Scientific Abstract
Proposal No. IBD-0268R
Principal Investigator: Scott Smid, Ph.D.
Applicant Organization: The University of Adelaide (Australia)
Project Title: Functional role of the endogenous cannabinoid system in inflammatory bowel disease
Period of Award: February 1, 2010 – February 28, 2011
Peripheral cannabinoid (CB) receptors have been localized to both immune-competent cells and in various cell populations within the human gastrointestinal tract. The CB1 receptor subtype is located predominantly on enteric neurons, with CB2 receptors mainly located on immune cells. Endogenous ligands for the CB receptors include compounds such as anandamide and 2 arachidonylglycerol (2-AG). Such '‘endocannabinoids’ are synthesised from membrane lipid precursors and hydrolysed by fatty acid amide hydrolase (FAAH).

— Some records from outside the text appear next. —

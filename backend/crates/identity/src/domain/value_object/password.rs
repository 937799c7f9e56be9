//! Password Value Objects
//!
//! Domain wrappers over `platform::password` with identity-specific error
//! handling. The cryptography (Argon2id, zeroization, pepper) lives in the
//! platform crate; this module maps policy failures to user-facing errors.

use kernel::error::app_error::{AppError, AppResult};
use platform::password::{ClearTextPassword, HashedPassword, PasswordPolicyError};
use std::fmt;

// ============================================================================
// Raw Password (User Input)
// ============================================================================

/// Raw password from user input, zeroized on drop
pub struct RawPassword(ClearTextPassword);

impl RawPassword {
    /// Create a new raw password with policy validation
    ///
    /// ## Validation Rules (NIST SP 800-63B)
    /// - Minimum 8 characters, maximum 128 characters
    /// - No control characters, not whitespace-only
    /// - Unicode NFKC normalized
    pub fn new(raw: String) -> AppResult<Self> {
        let clear_text = ClearTextPassword::new(raw).map_err(|e| match e {
            PasswordPolicyError::TooShort { min, actual } => AppError::bad_request(format!(
                "Password must be at least {} characters (got {})",
                min, actual
            ))
            .with_action("Choose a longer password"),

            PasswordPolicyError::TooLong { max, actual } => AppError::bad_request(format!(
                "Password must be at most {} characters (got {})",
                max, actual
            )),

            PasswordPolicyError::EmptyOrWhitespace => {
                AppError::bad_request("Password cannot be empty")
            }

            PasswordPolicyError::InvalidCharacter => {
                AppError::bad_request("Password contains invalid characters")
            }
        })?;

        Ok(Self(clear_text))
    }

    /// Generate a random, never-communicated password
    ///
    /// Used when provisioning federated principals: the account gets a
    /// structurally valid hash that no one can ever type.
    pub fn generate_unusable() -> Self {
        let bytes = platform::crypto::random_bytes(32);
        Self(ClearTextPassword::new_unchecked(platform::crypto::to_base64(
            &bytes,
        )))
    }

    pub(crate) fn inner(&self) -> &ClearTextPassword {
        &self.0
    }
}

impl fmt::Debug for RawPassword {
    fn fmt(&self, f: &mut fmt::Formatter<'_>) -> fmt::Result {
        f.debug_tuple("RawPassword").field(&"[REDACTED]").finish()
    }
}

// ============================================================================
// Stored Password (PHC hash)
// ============================================================================

/// Hashed password as persisted on the principal record
#[derive(Clone, PartialEq, Eq)]
pub struct StoredPassword(HashedPassword);

impl StoredPassword {
    /// Hash a raw password for storage
    pub fn from_raw(raw: &RawPassword, pepper: Option<&[u8]>) -> AppResult<Self> {
        raw.inner()
            .hash(pepper)
            .map(Self)
            .map_err(|e| AppError::internal(format!("Password hashing failed: {}", e)))
    }

    /// Restore from a PHC string loaded from the store
    pub fn from_phc_string(phc: impl Into<String>) -> AppResult<Self> {
        HashedPassword::from_phc_string(phc)
            .map(Self)
            .map_err(|_| AppError::internal("Stored password hash is malformed"))
    }

    /// PHC string for storage
    pub fn as_phc_string(&self) -> &str {
        self.0.as_phc_string()
    }

    /// Verify a raw password against this hash (constant-time)
    pub fn verify(&self, raw: &RawPassword, pepper: Option<&[u8]>) -> bool {
        self.0.verify(raw.inner(), pepper)
    }
}

impl fmt::Debug for StoredPassword {
    fn fmt(&self, f: &mut fmt::Formatter<'_>) -> fmt::Result {
        f.debug_tuple("StoredPassword").field(&"[HASH]").finish()
    }
}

This study aims to explore the relationship between the endocannabinoid system and inflammation in the IBD-affected colon for the first time, by determining:
i) whether activation of the cannabinoid system is protective in human colitis. Does the activation of cannabinoid receptors or increasing endogenous cannabinoid levels exert a protective effect in colitis?
ii) if the endocannabinoid system is linked to cyclo-oxygenase-2 in the human colon. Can the novel endocannabinoid products of COX-2 metabolism, the ‘prostamides’, influence the inflammatory process and if so, are their effects mediated through pharmacologically distinct pathways?
The first part of this study will utilize specimens from healthy human resected bowel in tissue culture to generate an ex vivo model of acute colitis. This will be achieved by incubating colon specimens with key cytokines to induce inflammatory change and then comparing ‘colitis’ in the presence of a variety of cannabinoid, COX-2 and prostamide-selective ligands, in addition to measuring prostamide formation. This will enable us to determine, both directly and indirectly, the extent of inflammatory modulation of these systems in the human colon and the nature and extent of the interaction between the endocannabinoid system and COX-2.
In addition, we will source colonic biopsies from Crohn’s and ulcerative colitis-affected patients following colonoscopy and compare biochemical indices of endocannabinoid and COX expression and activity with designated healthy colonic tissue taken from patients undergoing bowel resections for colorectal cancer. Measurements of COX-2 and FAAH expression and activity will be compared against markers of inflammation, to determine the association between colitis and the endocannabinoid system.